**EXERCISE INSTRUCTIONS**
Wherever "null" appears in a line of the listing, report that line.

**DATA FOR ANALYSIS**
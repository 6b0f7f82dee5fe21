//! String Heap (`#Strings`) for .NET Metadata
//!
//! Provides access to the ECMA-335 `#Strings` heap, which stores the identifiers of the
//! metadata tables as null terminated UTF-8 strings.
//!
//! # Reference
//! - [ECMA-335 II.24.2.3](https://ecma-international.org/wp-content/uploads/ECMA-335_6th_edition_june_2012.pdf)

use std::{ffi::CStr, str};

use crate::Result;

/// A view of the `#Strings` heap: null terminated UTF-8 strings addressed by byte offset
pub struct Strings<'a> {
    data: &'a [u8],
}

impl<'a> Strings<'a> {
    /// Create a `Strings` view over the heap data
    ///
    /// # Errors
    /// Returns an error if the heap is empty or does not start with the empty string
    pub fn from(data: &'a [u8]) -> Result<Strings<'a>> {
        if data.is_empty() || data[0] != 0 {
            return Err(malformed_error!("Provided #Strings heap is invalid"));
        }

        Ok(Strings { data })
    }

    /// Get the string at `index`
    ///
    /// # Errors
    /// Returns an error if the index is out of bounds or the string is not terminated or not
    /// valid UTF-8
    pub fn get(&self, index: usize) -> Result<&'a str> {
        if index >= self.data.len() {
            return Err(out_of_bounds_error!());
        }

        match CStr::from_bytes_until_nul(&self.data[index..]) {
            Ok(result) => match result.to_str() {
                Ok(result) => Ok(result),
                Err(_) => Err(malformed_error!("Invalid string at index - {}", index)),
            },
            Err(_) => Err(malformed_error!("Invalid string at index - {}", index)),
        }
    }

    /// The raw heap bytes
    #[must_use]
    pub fn data(&self) -> &'a [u8] {
        self.data
    }
}

#[cfg(test)]
mod tests {
    use super::*;

    #[test]
    fn crafted() {
        let data = b"\0<Module>\0System.Console\0WriteLine\0";

        let str_view = Strings::from(data).unwrap();
        assert_eq!(str_view.get(0).unwrap(), "");
        assert_eq!(str_view.get(1).unwrap(), "<Module>");
        assert_eq!(str_view.get(10).unwrap(), "System.Console");
        assert_eq!(str_view.get(17).unwrap(), "Console");
        assert_eq!(str_view.get(25).unwrap(), "WriteLine");
        assert!(str_view.get(data.len()).is_err());
    }

    #[test]
    fn invalid() {
        assert!(Strings::from(b"").is_err());
        assert!(Strings::from(b"A\0").is_err());

        let unterminated = Strings::from(b"\0abc").unwrap();
        assert!(unterminated.get(1).is_err());
    }
}
use std::sync::atomic::{AtomicU32, Ordering};

use crate::{
    metadata::tables::{CustomAttributeRc, HeapBlob, HeapString, MetadataEntity, RowId, TableId},
    utils::{ItemList, LazySlot},
    Result,
};

/// A field of a type defined in this module
pub struct Field {
    pub(crate) row: RowId,
    /// a 2-byte bitmask of type `FieldAttributes`
    pub flags: AtomicU32,
    /// Name of the field
    pub name: HeapString,
    /// Field signature blob
    pub signature: HeapBlob,
    pub(crate) custom_attributes: LazySlot<ItemList<CustomAttributeRc>>,
}

impl MetadataEntity for Field {
    const TABLE: TableId = TableId::Field;

    fn row_id(&self) -> &RowId {
        &self.row
    }
}

impl Field {
    /// The current `FieldAttributes`
    #[must_use]
    pub fn flags(&self) -> u32 {
        self.flags.load(Ordering::Acquire)
    }

    /// The custom attributes applied to this field
    ///
    /// # Errors
    /// Returns an error if a `CustomAttribute` row can not be decoded
    pub fn custom_attributes(&self) -> Result<&ItemList<CustomAttributeRc>> {
        self.custom_attributes.get_or_materialize(|| {
            let module = self.row.module()?;
            module.custom_attributes_of(self.token()).map(ItemList::new)
        })
    }
}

**TASK RESULT**
//! metadata tables as null terminated UTF-8 strings.
/// A view of the `#Strings` heap: null terminated UTF-8 strings addressed by byte offset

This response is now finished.